Have you thought about your Disaster Recovery (DR) plans for the New Year?

ByDecember 10, 2020

As 2020 ends, it is time to learn from this difficult and complicated year and make plans for 2021. It is still important to focus on DR plans and keep them in shape while also expanding on them for the new year. A new year or even a new quarter is a perfect time to assess business continuity and recovery assets and evaluate what areas need improvements. Organizations continually focus on the fact that data is the lifeblood of any organization and a valuable asset that requires constant scrutiny in order to ensure that critical systems can be accessed in a timely fashion. It is the right time to review critical backup and recovery plans and determine if they meet your company’s requirements for Recovery Time Objectives (RTOs) and Recovery Point Objectives (RPOs) as well as compliance Service Level Agreements (SLAs).

As new technologies are introduced, your IT team is likely continuing to seek new ways to leverage virtualization and cloud computing services to better meet rapidly evolving business needs. While the IT team focuses on transforming the data center, modernizing data protection and recovery strategies become increasingly critical to your business. More than we think, existing data protection and recovery strategies can be unsuitable or are not optimized adequately for new production, data growth, and the ever-changing compliance requirements. An outdated disaster recovery solution can add layers of complexity and cost and make it challenging to meet business continuity demands. If it isn’t happening today, you’ll soon be challenged to recover increasing data assets faster while also managing applications. This all is very important to your business while at the same time attempting to guarantee 24/7 access to critical data and applications.

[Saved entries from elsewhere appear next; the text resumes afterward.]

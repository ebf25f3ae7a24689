//! Problem data structures and validation.
//!
//! This module defines the batched mixed LCP representation, the solver
//! settings, and the diagnostics record returned by a forward solve.

use std::fmt;

use nalgebra::{DMatrix, DVector};

use crate::batch::{resolve_batch_size, Param};
use crate::error::{LcpError, LcpResult};

/// A batch of mixed LCPs with slack/multiplier coupling.
///
/// Each instance `i` is the optimality system of
///
/// ```text
/// minimize    (1/2) z^T Q z + p^T z
/// subject to  s = h - G z + F lam,   s >= 0,  lam >= 0,  s ∘ lam = 0
///             A z = b
/// ```
///
/// with stationarity `Q z + p + G^T lam + A^T nu = 0`. When `F = 0` this is a
/// convex QP; a nonzero `F` couples the inequality multipliers back into the
/// slacks (contact and friction models).
///
/// # Dimensions
///
/// - `nz`: primal variables (columns of G)
/// - `nineq`: inequality rows (rows of G)
/// - `neq`: equality rows (rows of A, 0 when absent)
#[derive(Debug, Clone)]
#[allow(non_snake_case)] // Q, G, F, A are standard mathematical notation
pub struct LcpProblem {
    /// Cost matrix Q (nz × nz, symmetric PSD)
    pub Q: Param<DMatrix<f64>>,

    /// Linear cost p (nz)
    pub p: Param<DVector<f64>>,

    /// Inequality matrix G (nineq × nz)
    pub G: Param<DMatrix<f64>>,

    /// Inequality offset h (nineq)
    pub h: Param<DVector<f64>>,

    /// Equality matrix A (neq × nz). None disables equality handling.
    pub A: Option<Param<DMatrix<f64>>>,

    /// Equality offset b (neq). Present exactly when A is.
    pub b: Option<Param<DVector<f64>>>,

    /// Slack/multiplier coupling F (nineq × nineq)
    pub F: Param<DMatrix<f64>>,
}

/// Dimensions shared by every instance of a validated batch.
#[derive(Debug, Clone, Copy, PartialEq, Eq)]
pub struct ProblemDims {
    /// Number of instances
    pub batch: usize,
    /// Primal variables per instance
    pub nz: usize,
    /// Inequality rows per instance
    pub nineq: usize,
    /// Equality rows per instance
    pub neq: usize,
}

impl LcpProblem {
    /// Build a problem without equality constraints.
    #[allow(non_snake_case)]
    pub fn new(
        Q: Param<DMatrix<f64>>,
        p: Param<DVector<f64>>,
        G: Param<DMatrix<f64>>,
        h: Param<DVector<f64>>,
        F: Param<DMatrix<f64>>,
    ) -> Self {
        Self { Q, p, G, h, A: None, b: None, F }
    }

    /// Attach equality constraints `A z = b`.
    #[allow(non_snake_case)]
    pub fn with_equalities(mut self, A: Param<DMatrix<f64>>, b: Param<DVector<f64>>) -> Self {
        self.A = Some(A);
        self.b = Some(b);
        self
    }

    /// Number of primal variables, read from the first `Q`.
    pub fn num_vars(&self) -> usize {
        self.Q.first().map_or(0, |q| q.nrows())
    }

    /// Number of inequality rows, read from the first `G`.
    pub fn num_ineq(&self) -> usize {
        self.G.first().map_or(0, |g| g.nrows())
    }

    /// Number of equality rows (0 when no equality block is attached).
    pub fn num_eq(&self) -> usize {
        self.A
            .as_ref()
            .and_then(Param::first)
            .map_or(0, |a| a.nrows())
    }

    /// Resolve the batch size from the per-instance parameters.
    pub fn batch_size(&self) -> LcpResult<usize> {
        resolve_batch_size(&[
            ("Q", self.Q.batch_len()),
            ("p", self.p.batch_len()),
            ("G", self.G.batch_len()),
            ("h", self.h.batch_len()),
            ("A", self.A.as_ref().and_then(Param::batch_len)),
            ("b", self.b.as_ref().and_then(Param::batch_len)),
            ("F", self.F.batch_len()),
        ])
    }

    /// Validate shapes across every instance and return the batch dimensions.
    ///
    /// Rejects a problem with no constraints before any numeric work.
    pub fn validate(&self) -> LcpResult<ProblemDims> {
        let batch = self.batch_size()?;
        let nz = self.num_vars();
        let nineq = self.num_ineq();

        let neq = match (&self.A, &self.b) {
            (Some(_), Some(_)) => self.num_eq(),
            (None, None) => 0,
            (Some(_), None) => {
                return Err(mismatch("b", "neq-vector with A", "missing"));
            }
            (None, Some(_)) => {
                return Err(mismatch("A", "neq×nz matrix with b", "missing"));
            }
        };

        if nineq + neq == 0 {
            return Err(LcpError::NoConstraints);
        }

        for q in self.Q.values() {
            check_mat("Q", q, nz, nz)?;
        }
        for p in self.p.values() {
            check_vec("p", p, nz)?;
        }
        for g in self.G.values() {
            check_mat("G", g, nineq, nz)?;
        }
        for h in self.h.values() {
            check_vec("h", h, nineq)?;
        }
        for f in self.F.values() {
            check_mat("F", f, nineq, nineq)?;
        }
        if let (Some(a), Some(b)) = (&self.A, &self.b) {
            for a in a.values() {
                check_mat("A", a, neq, nz)?;
            }
            for b in b.values() {
                check_vec("b", b, neq)?;
            }
        }

        Ok(ProblemDims { batch, nz, nineq, neq })
    }
}

fn mismatch(what: &'static str, expected: impl Into<String>, found: impl Into<String>) -> LcpError {
    LcpError::DimensionMismatch {
        what,
        expected: expected.into(),
        found: found.into(),
    }
}

fn check_mat(what: &'static str, m: &DMatrix<f64>, rows: usize, cols: usize) -> LcpResult<()> {
    if m.nrows() != rows || m.ncols() != cols {
        return Err(mismatch(
            what,
            format!("{}×{}", rows, cols),
            format!("{}×{}", m.nrows(), m.ncols()),
        ));
    }
    Ok(())
}

fn check_vec(what: &'static str, v: &DVector<f64>, len: usize) -> LcpResult<()> {
    if v.len() != len {
        return Err(mismatch(what, len.to_string(), v.len().to_string()));
    }
    Ok(())
}

/// Logging level, following the integer convention `-1 / 0 / 1`.
#[derive(Debug, Clone, Copy, PartialEq, Eq, PartialOrd, Ord, Default)]
pub enum Verbosity {
    /// No output at all
    #[default]
    Silent,
    /// Warn about inaccurate solutions and regularized factorizations
    Warnings,
    /// Per-iteration trace in addition to warnings
    Iterations,
}

impl Verbosity {
    /// Map the integer level (`<0` silent, `0` warnings, `>=1` iterations).
    pub fn from_level(level: i32) -> Self {
        match level {
            l if l < 0 => Verbosity::Silent,
            0 => Verbosity::Warnings,
            _ => Verbosity::Iterations,
        }
    }

    #[inline]
    pub fn warnings(self) -> bool {
        self >= Verbosity::Warnings
    }

    #[inline]
    pub fn iterations(self) -> bool {
        self >= Verbosity::Iterations
    }
}

/// Solver strategy. Exactly one strategy is implemented; new ones are
/// added as variants and dispatched in [`crate::session::forward`].
#[derive(Debug, Clone, Copy, PartialEq, Eq, Default)]
pub enum SolverStrategy {
    /// Batched primal-dual interior point with an LU block factorization
    #[default]
    PdipmBatched,
}

/// Solver settings and parameters.
#[derive(Debug, Clone)]
pub struct LcpSettings {
    /// Convergence threshold on the combined residual measure
    pub eps: f64,

    /// Maximum number of Newton iterations
    pub max_iter: usize,

    /// Stop after this many consecutive iterations without improvement
    pub not_improved_lim: usize,

    /// Logging level
    pub verbose: Verbosity,

    /// Solver strategy
    pub strategy: SolverStrategy,

    /// Diagonal shift used when Q (or a Schur block) is numerically singular
    pub q_regularization: f64,

    /// Minimum batch size before instances are processed with rayon
    pub min_batch_for_parallel: usize,
}

impl Default for LcpSettings {
    fn default() -> Self {
        // LCP_VERBOSE=-1|0|1 overrides the silent default
        let verbose = std::env::var("LCP_VERBOSE")
            .ok()
            .and_then(|v| v.parse::<i32>().ok())
            .map(Verbosity::from_level)
            .unwrap_or_default();

        Self {
            eps: 1e-12,
            max_iter: 10,
            not_improved_lim: 3,
            verbose,
            strategy: SolverStrategy::PdipmBatched,
            q_regularization: 1e-8,
            min_batch_for_parallel: 4,
        }
    }
}

impl LcpSettings {
    /// Check that every knob is in range.
    pub fn validate(&self) -> LcpResult<()> {
        if !(self.eps > 0.0) {
            return Err(LcpError::InvalidSettings(format!("eps must be positive, got {}", self.eps)));
        }
        if self.max_iter == 0 {
            return Err(LcpError::InvalidSettings("max_iter must be at least 1".into()));
        }
        if self.not_improved_lim == 0 {
            return Err(LcpError::InvalidSettings("not_improved_lim must be at least 1".into()));
        }
        if !(self.q_regularization >= 0.0) {
            return Err(LcpError::InvalidSettings(format!(
                "q_regularization must be non-negative, got {}",
                self.q_regularization
            )));
        }
        Ok(())
    }

    /// Whether a batch of this size should be processed in parallel.
    #[inline]
    pub fn parallel_for(&self, batch: usize) -> bool {
        batch >= self.min_batch_for_parallel && rayon::current_num_threads() > 1
    }
}

/// Why the forward iteration stopped.
#[derive(Debug, Clone, Copy, PartialEq, Eq)]
pub enum ForwardStatus {
    /// Every instance reached the residual tolerance
    Converged,

    /// No instance improved for `not_improved_lim` iterations
    NotImproved,

    /// `max_iter` iterations were taken
    MaxIterations,

    /// The barrier parameter blew up for every instance
    Diverged,
}

impl fmt::Display for ForwardStatus {
    fn fmt(&self, f: &mut fmt::Formatter<'_>) -> fmt::Result {
        match self {
            ForwardStatus::Converged => write!(f, "Converged"),
            ForwardStatus::NotImproved => write!(f, "NotImproved"),
            ForwardStatus::MaxIterations => write!(f, "MaxIterations"),
            ForwardStatus::Diverged => write!(f, "Diverged"),
        }
    }
}

/// Diagnostics of a forward solve.
#[derive(Debug, Clone)]
pub struct ForwardInfo {
    /// Newton iterations performed (batch-wide)
    pub iterations: usize,

    /// Termination reason
    pub status: ForwardStatus,

    /// Best combined residual measure reached per instance
    pub best_residual: Vec<f64>,

    /// Per instance: whether Q or the A-Schur block needed regularization
    pub regularized: Vec<bool>,
}

impl ForwardInfo {
    /// Largest per-instance residual measure.
    pub fn max_residual(&self) -> f64 {
        self.best_residual.iter().copied().fold(0.0, f64::max)
    }
}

Widespread growth in cyber-attacks, data breaches, and new viruses increase the risk of data loss or corruption and continue to be a major concern to all parts of any organization. Additionally, all of this occurs in conjunction with data growth, new complex applications, ever changing compliance and regulatory requirements. This all reinforces the need to strengthen disaster recovery (DR) resources which is essential for any organization. Add in the threat of floods, fire, major storms, and other external forces creating concern over IT resiliency that can only be protected by implementing a vigorous DR strategy.

With all of these distractions, it becomes increasingly difficult to remain focused on the right DR and backup strategies that may help reduce the stress of making the right decision for cost-effective disaster recovery and business continuity in the coming year. Here are some items that should be a primary focus for any IT organization.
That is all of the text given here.